6畳1Kの我が家の窓は一箇所。単身者向けにしては天井が高く、既製品のカーテンが対応できない。

しかしそもそもカーテンはかさばって邪魔なので、目隠し的に厚手のシーチングを切ってカーテンレールに取り付けている。シーチングというのはオフホワイトの布地で、エコバックなどに使われている。要するに朝日を遮ることはとうに諦めた様式なのだ。

毎朝目が覚めてまず見上げるのは、天井とシーチング。どちらも少し生成り色寄りなため、病的な白さというより写真や絵画のようだ。天気がよければ、早朝から朝日が布を突き抜けんばかりに部屋が明るくなる。

自宅にいるようになった3週間、いつも天気がよいのが何よりもの救いだった。いちばん好きな部屋の状態に身を置いたおかげで、気持ちが塞がずに済んだように思う。

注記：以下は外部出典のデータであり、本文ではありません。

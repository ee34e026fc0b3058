//! Bound path parameters.
//!
//! Parameters are bound positionally: the winning route's parameter names are
//! zipped with the request path's segments. Values keep the request's
//! original case even though literals are matched case-insensitively.

use std::collections::HashMap;

use smallvec::SmallVec;

/// Maximum number of parameters stored inline (stack allocated).
const INLINE_PARAMS: usize = 4;

/// Path parameters bound by a route match.
///
/// # Example
///
/// ```rust
/// use waypoint_router::Params;
///
/// let names = vec!["".to_string(), "className".to_string(), "objectId".to_string()];
/// let params = Params::bind(&names, &["classes", "Category", "Item"]);
///
/// assert_eq!(params.get("className"), Some("Category"));
/// assert_eq!(params.get("objectId"), Some("Item"));
/// assert_eq!(params.len(), 2);
/// ```
#[derive(Debug, Clone, PartialEq, Eq, Default)]
pub struct Params {
    inner: SmallVec<[(String, String); INLINE_PARAMS]>,
}

impl Params {
    /// Creates an empty parameter set.
    #[must_use]
    pub fn new() -> Self {
        Self::default()
    }

    /// Binds `names[i]` to `parts[i]` for every non-empty name.
    ///
    /// Positions beyond either slice are ignored.
    #[must_use]
    pub fn bind(names: &[String], parts: &[&str]) -> Self {
        let mut params = Self::new();
        for (name, value) in names.iter().zip(parts) {
            if !name.is_empty() {
                params.insert(name.as_str(), *value);
            }
        }
        params
    }

    /// Sets a parameter, replacing an earlier value under the same name.
    pub fn insert(&mut self, name: impl Into<String>, value: impl Into<String>) {
        let name = name.into();
        let value = value.into();
        match self.inner.iter_mut().find(|(n, _)| *n == name) {
            Some(slot) => slot.1 = value,
            None => self.inner.push((name, value)),
        }
    }

    /// Returns the value bound to `name`.
    #[must_use]
    pub fn get(&self, name: &str) -> Option<&str> {
        self.inner
            .iter()
            .find(|(n, _)| n == name)
            .map(|(_, v)| v.as_str())
    }

    /// Returns true if `name` is bound.
    #[must_use]
    pub fn contains(&self, name: &str) -> bool {
        self.get(name).is_some()
    }

    /// Returns true if no parameters are bound.
    #[must_use]
    pub fn is_empty(&self) -> bool {
        self.inner.is_empty()
    }

    /// Number of bound parameters.
    #[must_use]
    pub fn len(&self) -> usize {
        self.inner.len()
    }

    /// Iterates over `(name, value)` pairs in path order.
    pub fn iter(&self) -> impl Iterator<Item = (&str, &str)> {
        self.inner.iter().map(|(n, v)| (n.as_str(), v.as_str()))
    }

    /// Copies the parameters into an owned map.
    #[must_use]
    pub fn to_map(&self) -> HashMap<String, String> {
        self.inner.iter().cloned().collect()
    }
}

impl FromIterator<(String, String)> for Params {
    fn from_iter<I: IntoIterator<Item = (String, String)>>(iter: I) -> Self {
        let mut params = Self::new();
        for (name, value) in iter {
            params.insert(name, value);
        }
        params
    }
}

なんせ晴れた日の我が家の光は完璧なのだ。たとえ日が翳っても、わずかな光を白い壁が反射して仄かに明るい。これがまた何とも言えない気持ちよさがあり、ソファーでずっとボーッとしていたくなる。

しかし自室が空間として好き過ぎて、リモートワークなんてしたくないと思うのが難点だ。仕方なく部屋の隅の本棚で立って仕事をしているが、運動不足で長時間立つのもつらい。

そろそろ筋トレをしなくてならないと思い、プロテインとシェーカーを買った。物流が動いてくれて本当によかった。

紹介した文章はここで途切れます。